Insurance companies make money by paying out less in claims than they receive in premiums. As long as premium rates are fairly regulated, healthy competition exists within the industry to keep rates in check, and carriers operate in good faith with regard to the claim process, there is nothing wrong with carriers making respectable profits.

Insurance premiums are regulated by the state government. Arguably, the carriers’ rate requests are given too much deference by the governing authorities. Considering the carriers’ financial resources and the pro-business/anti-consumer climate in Tallahassee, with a Governor Scott and the House and Senate in Republican hands, this is not a surprise.

Competition among carriers is brisk, although it is curious how similar their rates are and how the premiums are always at or near the maximum levels allowed by law.

All carriers try to pay as little as possible on all claims. The carriers that seek this outcome through fair and honest dealings should not be faulted. There is nothing wrong with thorough and expeditious fact gathering and inquiry.

Unfortunately, not all carriers handle claims in good faith.

An insurance policy is a contract been the insured and the insurer/carrier. Certain obligations are imposed on each party to the insurance contract. The insured must pay the premium and cooperate in the claims process, while the carrier must process claims in good faith and pay the proper amount on legitimate claims.

One of the tools at the disposal of carriers to gather information about claims is the Examination Under Oath, or EUO. An EUO is an oral examination conducted under oath by an insurance company of an insured making a claim under a policy. A carrier’s right to conduct the EUO is a matter of agreement between the insurer and the insured. Its terms will be set forth in the insurance policy.

EUOs are not performed in every claim. However, when they are requested, insureds are obligated to give them. A failure to reasonably cooperate will lead to the denial of a claim. In other words, cooperation is a condition precedent to a carrier’s obligation to pay.

Until recently, the courts provided little guidance as to the boundaries, if any, of inquiry allowed during EUOs.

I have participated in hundreds of EUOs for our firm’s clients. Most of them have been conducted responsibly and professionally by insurance company representatives, with due respect extended to the insured and the questioning fairly focused on the pertinent issues concerning the claims. A few have not.
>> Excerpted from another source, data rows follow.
//! Deterministic WAV writer.
//!
//! Writes mono 16-bit PCM WAV files with no timestamps or variable
//! metadata, so equal samples always produce byte-identical files. The
//! BLAKE3 hash of the PCM payload is carried alongside the bytes for
//! change detection in tests and build reports.

use std::io::{self, Write};

/// Mono WAV format parameters.
#[derive(Debug, Clone, Copy)]
pub struct WavFormat {
    /// Sample rate in Hz.
    pub sample_rate: u32,
}

impl WavFormat {
    const CHANNELS: u16 = 1;
    const BITS_PER_SAMPLE: u16 = 16;

    /// Creates a mono format at the given sample rate.
    pub fn mono(sample_rate: u32) -> Self {
        Self { sample_rate }
    }

    fn block_align(&self) -> u16 {
        Self::CHANNELS * Self::BITS_PER_SAMPLE / 8
    }

    fn byte_rate(&self) -> u32 {
        self.sample_rate * u32::from(self.block_align())
    }
}

/// Writes a complete WAV file to a writer.
pub fn write_wav<W: Write>(writer: &mut W, format: &WavFormat, pcm_data: &[u8]) -> io::Result<()> {
    let data_size = pcm_data.len() as u32;
    let file_size = 36 + data_size; // total size minus the 8-byte RIFF header

    writer.write_all(b"RIFF")?;
    writer.write_all(&file_size.to_le_bytes())?;
    writer.write_all(b"WAVE")?;

    writer.write_all(b"fmt ")?;
    writer.write_all(&16u32.to_le_bytes())?; // chunk size (16 for PCM)
    writer.write_all(&1u16.to_le_bytes())?; // audio format (1 = PCM)
    writer.write_all(&WavFormat::CHANNELS.to_le_bytes())?;
    writer.write_all(&format.sample_rate.to_le_bytes())?;
    writer.write_all(&format.byte_rate().to_le_bytes())?;
    writer.write_all(&format.block_align().to_le_bytes())?;
    writer.write_all(&WavFormat::BITS_PER_SAMPLE.to_le_bytes())?;

    writer.write_all(b"data")?;
    writer.write_all(&data_size.to_le_bytes())?;
    writer.write_all(pcm_data)?;

    Ok(())
}

/// Writes a WAV file to a byte vector.
pub fn write_wav_to_vec(format: &WavFormat, pcm_data: &[u8]) -> Vec<u8> {
    let mut buffer = Vec::with_capacity(44 + pcm_data.len());
    write_wav(&mut buffer, format, pcm_data).expect("writing to Vec should not fail");
    buffer
}

/// Converts f64 samples to 16-bit PCM bytes.
///
/// Samples are expected in [-1.0, 1.0]; values outside are clipped.
pub fn samples_to_pcm16(samples: &[f64]) -> Vec<u8> {
    let mut pcm = Vec::with_capacity(samples.len() * 2);
    for &sample in samples {
        let clipped = sample.clamp(-1.0, 1.0);
        let pcm_value = (clipped * 32767.0).round() as i16;
        pcm.extend_from_slice(&pcm_value.to_le_bytes());
    }
    pcm
}

/// A rendered WAV file plus its PCM content hash.
#[derive(Debug, Clone)]
pub struct WavResult {
    /// Complete WAV file bytes.
    pub wav_data: Vec<u8>,
    /// BLAKE3 hash of the PCM payload only.
    pub pcm_hash: String,
    /// Sample rate in Hz.
    pub sample_rate: u32,
    /// Number of samples.
    pub num_samples: usize,
}

impl WavResult {
    /// Renders mono samples into a WAV file.
    pub fn from_mono(samples: &[f64], sample_rate: u32) -> Self {
        let pcm = samples_to_pcm16(samples);
        let pcm_hash = blake3::hash(&pcm).to_hex().to_string();
        let wav_data = write_wav_to_vec(&WavFormat::mono(sample_rate), &pcm);
        Self {
            wav_data,
            pcm_hash,
            sample_rate,
            num_samples: samples.len(),
        }
    }

    /// Duration in seconds.
    pub fn duration_seconds(&self) -> f64 {
        self.num_samples as f64 / f64::from(self.sample_rate)
    }
}

/// Extracts the PCM payload from a WAV file buffer.
///
/// Used in tests to compare files by audio content only.
pub fn extract_pcm_data(wav_data: &[u8]) -> Option<&[u8]> {
    if wav_data.len() < 44 || &wav_data[0..4] != b"RIFF" || &wav_data[8..12] != b"WAVE" {
        return None;
    }

    let mut pos = 12;
    while pos + 8 <= wav_data.len() {
        let chunk_id = &wav_data[pos..pos + 4];
        let chunk_size = u32::from_le_bytes([
            wav_data[pos + 4],
            wav_data[pos + 5],
            wav_data[pos + 6],
            wav_data[pos + 7],
        ]) as usize;

        if chunk_id == b"data" {
            let data_start = pos + 8;
            let data_end = data_start + chunk_size;
            if data_end <= wav_data.len() {
                return Some(&wav_data[data_start..data_end]);
            }
        }

        pos += 8 + chunk_size;
        // Chunks are word-aligned.
        if chunk_size % 2 != 0 {
            pos += 1;
        }
    }

    None
}

#[cfg(test)]
mod tests {
    use super::*;

    #[test]
    fn test_samples_to_pcm16() {
        let pcm = samples_to_pcm16(&[0.0, 1.0, -1.0]);
        assert_eq!(pcm.len(), 6);
        assert_eq!(i16::from_le_bytes([pcm[0], pcm[1]]), 0);
        assert_eq!(i16::from_le_bytes([pcm[2], pcm[3]]), 32767);
        assert_eq!(i16::from_le_bytes([pcm[4], pcm[5]]), -32767);
    }

    #[test]
    fn test_clipping() {
        let pcm = samples_to_pcm16(&[2.0, -2.0]);
        assert_eq!(i16::from_le_bytes([pcm[0], pcm[1]]), 32767);
        assert_eq!(i16::from_le_bytes([pcm[2], pcm[3]]), -32767);
    }

    #[test]
    fn test_header_layout() {
        let result = WavResult::from_mono(&vec![0.0; 100], 44100);
        let wav = &result.wav_data;
        assert_eq!(&wav[0..4], b"RIFF");
        assert_eq!(&wav[8..12], b"WAVE");
        assert_eq!(&wav[12..16], b"fmt ");
        assert_eq!(&wav[36..40], b"data");
        assert_eq!(u16::from_le_bytes([wav[22], wav[23]]), 1); // mono
        assert_eq!(u32::from_le_bytes([wav[24], wav[25], wav[26], wav[27]]), 44100);
        assert_eq!(u32::from_le_bytes([wav[40], wav[41], wav[42], wav[43]]), 200);
    }

    #[test]
    fn test_determinism() {
        let samples = vec![0.5, -0.5, 0.3, -0.3];
        let a = WavResult::from_mono(&samples, 44100);
        let b = WavResult::from_mono(&samples, 44100);
        assert_eq!(a.wav_data, b.wav_data);
        assert_eq!(a.pcm_hash, b.pcm_hash);
        assert_eq!(a.pcm_hash.len(), 64);
    }

    #[test]
    fn test_extract_pcm_roundtrip() {
        let samples = vec![0.25; 50];
        let result = WavResult::from_mono(&samples, 44100);
        let pcm = extract_pcm_data(&result.wav_data).expect("should extract PCM");
        assert_eq!(pcm, samples_to_pcm16(&samples).as_slice());
    }

    #[test]
    fn test_duration() {
        let result = WavResult::from_mono(&vec![0.0; 22050], 44100);
        assert!((result.duration_seconds() - 0.5).abs() < 1e-9);
    }
}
Sadly, without the presence of lawyers at EUOs protecting insureds, some carriers will try to harass their insureds into dropping claims or accepting less than full value.

That is what happened in the case of De Leon v. Great Am. Assur. Co., So.3d. , 36 FLW D2250a (Fla. 3d DCA Oct. 12, 2011).

Mr. De Leon filed a claim with his insurance company for the loss of personal property when his truck was stolen. Mr. De Leon appeared at his EUO without an attorney. The EUO was conducted on behalf of the insurance company by Luis A. Diz, a lawyer employed by the law firm Hinshaw Culbertson. (Some carriers contract with outside law firms to conduct EUOs.) Mr. Diz never addressed the issue of the theft. Instead, he abused his power at the EUO by repeatedly and continuously probing into unrelated personal details, including a prior completely unrelated criminal conviction.

Sensing that Diz was crossing the line, Mr. De Leon refused to answer most of his questions. He eventually walked out of the EUO, hired a lawyer, and filed a lawsuit against the carrier. The carrier eventually paid the claim and attorney’s fees (pursuant to Florida Statute 627.428) to Mr. De Leon’s lawyer.

The lesson of De Leon is that the right to an EUO does not give the insurance carrier a “license to make unwarranted and intrusive inquiries into the personal life of any insured who has the temerity to make a claim against it.” Insureds have the right to refuse to answer “wholly impertinent and improper” EUO questions that have nothing to do with the merits of the claim.

Note: the District Court excoriates Mr. Diz in its written opinion.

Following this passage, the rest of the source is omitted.